Selezionando la modalità Sport la Evija inizia a fare sul serio. I cavalli diventano 1.700, lo stesso numero della coppia a disposizione. “I controlli di trazione riescono a mantenere la vettura in strada in qualsiasi condizione ed è possibile uscire dalle curve a velocità impressionanti”, dice Kershaw affondando il piede sull’acceleratore.

Infine in Race si ha la massima potenza possibile: 2mila cavalli che fanno letteralmente schizzare la Lotus Evija da 0 a 100 chilometri orari in meno di 3 secondi per una velocità massima di 324 all’ora. Numeri che le consentono di essere l’auto di serie al momento più potente al mondo.
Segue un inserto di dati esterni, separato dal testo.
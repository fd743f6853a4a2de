//! JWKS client integration tests.
//!
//! Exercises fetching, caching and refresh coalescing against a mocked
//! issuer.

#![allow(clippy::unwrap_used, clippy::expect_used)]

use anyhow::Result;
use futures::future::join_all;
use resource_server::auth::{JwksClient, JwksSettings, KeyResolutionError};
use rs_test_utils::{jwks_json, TestKeypair, JWKS_PATH};
use std::sync::Arc;
use std::time::Duration;
use wiremock::matchers::{method, path};
use wiremock::{Mock, MockServer, ResponseTemplate};

fn settings(cache_ttl: Duration, min_refresh_interval: Duration) -> JwksSettings {
    JwksSettings {
        cache_ttl,
        fetch_timeout: Duration::from_secs(2),
        min_refresh_interval,
    }
}

fn client_for(mock_server: &MockServer, settings: JwksSettings) -> JwksClient {
    JwksClient::with_settings(format!("{}{}", mock_server.uri(), JWKS_PATH), settings)
}

/// Many lookups racing on a cold cache trigger exactly one fetch.
#[tokio::test]
async fn test_concurrent_cold_cache_lookups_fetch_once() -> Result<()> {
    let mock_server = MockServer::start().await;
    let keypair = TestKeypair::new(1, "test-key-01")?;

    Mock::given(method("GET"))
        .and(path(JWKS_PATH))
        .respond_with(
            ResponseTemplate::new(200)
                .set_body_json(jwks_json(&[keypair.jwk_json()]))
                .set_delay(Duration::from_millis(200)),
        )
        .expect(1)
        .mount(&mock_server)
        .await;

    let client = Arc::new(client_for(&mock_server, JwksSettings::default()));

    let lookups = (0..16).map(|_| {
        let client = Arc::clone(&client);
        async move { client.get_key("test-key-01").await }
    });
    let results = join_all(lookups).await;

    for result in results {
        assert_eq!(result.unwrap().kid(), "test-key-01");
    }

    // expect(1) is verified when the mock server drops
    Ok(())
}

/// Concurrent lookups from separate tasks also share one fetch.
#[tokio::test(flavor = "multi_thread", worker_threads = 4)]
async fn test_concurrent_tasks_share_one_fetch() -> Result<()> {
    let mock_server = MockServer::start().await;
    let keypair = TestKeypair::new(1, "test-key-01")?;

    Mock::given(method("GET"))
        .and(path(JWKS_PATH))
        .respond_with(
            ResponseTemplate::new(200)
                .set_body_json(jwks_json(&[keypair.jwk_json()]))
                .set_delay(Duration::from_millis(200)),
        )
        .expect(1)
        .mount(&mock_server)
        .await;

    let client = Arc::new(client_for(&mock_server, JwksSettings::default()));

    let handles: Vec<_> = (0..8)
        .map(|_| {
            let client = Arc::clone(&client);
            tokio::spawn(async move { client.get_key("test-key-01").await })
        })
        .collect();

    for handle in handles {
        assert!(handle.await?.is_ok());
    }

    Ok(())
}

/// Lookups queued behind a failing fetch share its error instead of
/// fetching again one after another.
#[tokio::test]
async fn test_concurrent_lookups_share_failed_fetch() -> Result<()> {
    let mock_server = MockServer::start().await;

    Mock::given(method("GET"))
        .and(path(JWKS_PATH))
        .respond_with(ResponseTemplate::new(503).set_delay(Duration::from_millis(300)))
        .expect(1)
        .mount(&mock_server)
        .await;

    let client = Arc::new(client_for(&mock_server, JwksSettings::default()));

    let started = std::time::Instant::now();
    let lookups = (0..8).map(|_| {
        let client = Arc::clone(&client);
        async move { client.get_key("test-key-01").await }
    });
    let results = join_all(lookups).await;

    for result in results {
        assert!(matches!(result, Err(KeyResolutionError::FetchError(_))));
    }
    assert!(
        started.elapsed() < Duration::from_millis(1500),
        "waiters fetched serially: {:?}",
        started.elapsed()
    );

    Ok(())
}

/// A failed fetch is not remembered: the next lookup tries again.
#[tokio::test]
async fn test_lookup_after_failed_fetch_retries() -> Result<()> {
    let mock_server = MockServer::start().await;
    let keypair = TestKeypair::new(1, "test-key-01")?;

    Mock::given(method("GET"))
        .and(path(JWKS_PATH))
        .respond_with(ResponseTemplate::new(503))
        .up_to_n_times(1)
        .mount(&mock_server)
        .await;
    Mock::given(method("GET"))
        .and(path(JWKS_PATH))
        .respond_with(ResponseTemplate::new(200).set_body_json(jwks_json(&[keypair.jwk_json()])))
        .mount(&mock_server)
        .await;

    let client = client_for(&mock_server, JwksSettings::default());

    assert!(client.get_key("test-key-01").await.is_err());
    assert!(client.get_key("test-key-01").await.is_ok());

    Ok(())
}

/// Cache hits do not touch the network.
#[tokio::test]
async fn test_cached_key_is_reused() -> Result<()> {
    let mock_server = MockServer::start().await;
    let keypair = TestKeypair::new(1, "test-key-01")?;

    Mock::given(method("GET"))
        .and(path(JWKS_PATH))
        .respond_with(ResponseTemplate::new(200).set_body_json(jwks_json(&[keypair.jwk_json()])))
        .expect(1)
        .mount(&mock_server)
        .await;

    let client = client_for(&mock_server, JwksSettings::default());

    let first = client.get_key("test-key-01").await.unwrap();
    let second = client.get_key("test-key-01").await.unwrap();

    assert!(Arc::ptr_eq(&first, &second));

    Ok(())
}

/// An expired cache is refreshed on the next lookup.
#[tokio::test]
async fn test_expired_cache_is_refreshed() -> Result<()> {
    let mock_server = MockServer::start().await;
    let keypair = TestKeypair::new(1, "test-key-01")?;

    Mock::given(method("GET"))
        .and(path(JWKS_PATH))
        .respond_with(ResponseTemplate::new(200).set_body_json(jwks_json(&[keypair.jwk_json()])))
        .expect(2)
        .mount(&mock_server)
        .await;

    let client = client_for(
        &mock_server,
        settings(Duration::from_millis(100), Duration::ZERO),
    );

    let first = client.get_key("test-key-01").await.unwrap();
    tokio::time::sleep(Duration::from_millis(200)).await;
    let second = client.get_key("test-key-01").await.unwrap();

    assert!(!Arc::ptr_eq(&first, &second));
    assert!(second.fetched_at() > first.fetched_at());

    Ok(())
}

/// A rotated-in key is picked up once the refresh interval has passed.
#[tokio::test]
async fn test_unknown_kid_refreshes_after_min_interval() -> Result<()> {
    let mock_server = MockServer::start().await;
    let old_key = TestKeypair::new(1, "key-2024")?;
    let new_key = TestKeypair::new(2, "key-2025")?;

    let client = client_for(
        &mock_server,
        settings(Duration::from_secs(300), Duration::from_millis(100)),
    );

    // Only the old key is published at first
    Mock::given(method("GET"))
        .and(path(JWKS_PATH))
        .respond_with(ResponseTemplate::new(200).set_body_json(jwks_json(&[old_key.jwk_json()])))
        .up_to_n_times(1)
        .mount(&mock_server)
        .await;
    Mock::given(method("GET"))
        .and(path(JWKS_PATH))
        .respond_with(ResponseTemplate::new(200).set_body_json(jwks_json(&[
            old_key.jwk_json(),
            new_key.jwk_json(),
        ])))
        .mount(&mock_server)
        .await;

    assert!(client.get_key("key-2024").await.is_ok());

    // Immediately after a fetch an unknown kid does not refresh again
    assert!(matches!(
        client.get_key("key-2025").await,
        Err(KeyResolutionError::KeyNotFound)
    ));

    tokio::time::sleep(Duration::from_millis(200)).await;

    let key = client.get_key("key-2025").await.unwrap();
    assert_eq!(key.kid(), "key-2025");

    Ok(())
}

/// Unknown kids cannot be used to hammer the issuer.
#[tokio::test]
async fn test_unknown_kid_refresh_is_rate_limited() -> Result<()> {
    let mock_server = MockServer::start().await;
    let keypair = TestKeypair::new(1, "test-key-01")?;

    Mock::given(method("GET"))
        .and(path(JWKS_PATH))
        .respond_with(ResponseTemplate::new(200).set_body_json(jwks_json(&[keypair.jwk_json()])))
        .expect(1)
        .mount(&mock_server)
        .await;

    let client = client_for(&mock_server, JwksSettings::default());

    for i in 0..10 {
        let result = client.get_key(&format!("unknown-{}", i)).await;
        assert!(matches!(result, Err(KeyResolutionError::KeyNotFound)));
    }

    Ok(())
}

#[tokio::test]
async fn test_fetch_timeout_is_fetch_error() -> Result<()> {
    let mock_server = MockServer::start().await;
    let keypair = TestKeypair::new(1, "test-key-01")?;

    Mock::given(method("GET"))
        .and(path(JWKS_PATH))
        .respond_with(
            ResponseTemplate::new(200)
                .set_body_json(jwks_json(&[keypair.jwk_json()]))
                .set_delay(Duration::from_secs(3)),
        )
        .mount(&mock_server)
        .await;

    let client = client_for(
        &mock_server,
        JwksSettings {
            fetch_timeout: Duration::from_millis(200),
            ..JwksSettings::default()
        },
    );

    let result = client.get_key("test-key-01").await;
    assert!(matches!(result, Err(KeyResolutionError::FetchError(_))));

    Ok(())
}

#[tokio::test]
async fn test_malformed_jwks_is_fetch_error() -> Result<()> {
    let mock_server = MockServer::start().await;

    Mock::given(method("GET"))
        .and(path(JWKS_PATH))
        .respond_with(ResponseTemplate::new(200).set_body_string("{not json"))
        .mount(&mock_server)
        .await;

    let client = client_for(&mock_server, JwksSettings::default());

    let result = client.get_key("test-key-01").await;
    assert!(matches!(result, Err(KeyResolutionError::FetchError(_))));

    Ok(())
}

#[tokio::test]
async fn test_server_error_is_fetch_error() -> Result<()> {
    let mock_server = MockServer::start().await;

    Mock::given(method("GET"))
        .and(path(JWKS_PATH))
        .respond_with(ResponseTemplate::new(500))
        .mount(&mock_server)
        .await;

    let client = client_for(&mock_server, JwksSettings::default());

    let result = client.force_refresh().await;
    assert!(matches!(result, Err(KeyResolutionError::FetchError(_))));

    Ok(())
}

/// A failed refresh leaves previously cached keys untouched.
#[tokio::test]
async fn test_failed_refresh_keeps_cached_keys() -> Result<()> {
    let mock_server = MockServer::start().await;
    let keypair = TestKeypair::new(1, "test-key-01")?;

    Mock::given(method("GET"))
        .and(path(JWKS_PATH))
        .respond_with(ResponseTemplate::new(200).set_body_json(jwks_json(&[keypair.jwk_json()])))
        .up_to_n_times(1)
        .mount(&mock_server)
        .await;
    Mock::given(method("GET"))
        .and(path(JWKS_PATH))
        .respond_with(ResponseTemplate::new(503))
        .mount(&mock_server)
        .await;

    let client = client_for(&mock_server, JwksSettings::default());

    assert_eq!(client.force_refresh().await.unwrap(), 1);
    assert!(client.force_refresh().await.is_err());
    assert!(client.get_key("test-key-01").await.is_ok());

    Ok(())
}

/// Keys of unsupported types are skipped; the rest of the set still loads.
#[tokio::test]
async fn test_unusable_keys_are_skipped() -> Result<()> {
    let mock_server = MockServer::start().await;
    let keypair = TestKeypair::new(1, "test-key-01")?;

    let mut jwks = jwks_json(&[keypair.jwk_json()]);
    jwks["keys"]
        .as_array_mut()
        .unwrap()
        .push(serde_json::json!({"kty": "oct", "kid": "hmac", "k": "c2VjcmV0"}));

    Mock::given(method("GET"))
        .and(path(JWKS_PATH))
        .respond_with(ResponseTemplate::new(200).set_body_json(jwks))
        .mount(&mock_server)
        .await;

    let client = client_for(&mock_server, JwksSettings::default());

    assert_eq!(client.force_refresh().await.unwrap(), 1);
    assert!(matches!(
        client.get_key("hmac").await,
        Err(KeyResolutionError::KeyNotFound)
    ));

    Ok(())
}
130 esemplari e un suv nel 2022

La Lotus Evija, al debutto entro la fine dell’anno, è alimentata da un pacco batterie da 70 chilowattora, fornito dalla Williams Advanced Engineering, e viene prodotta in 130 esemplari nello storico stabilimento di Lotus a Hethel, Regno Unito, grazie a una linea produttiva dedicata costata a Geely, proprietaria cinese del costruttore inglese, circa 100 milioni di euro.

Con questo modello Lotus inaugura il suo futuro elettrificato: il costruttore inglese avrebbe intenzione di presentare il suo primo suv nel 2022, sfruttando le conoscenze del gruppo Geely in materia di propulsori ibridi plug-in o a zero emissioni.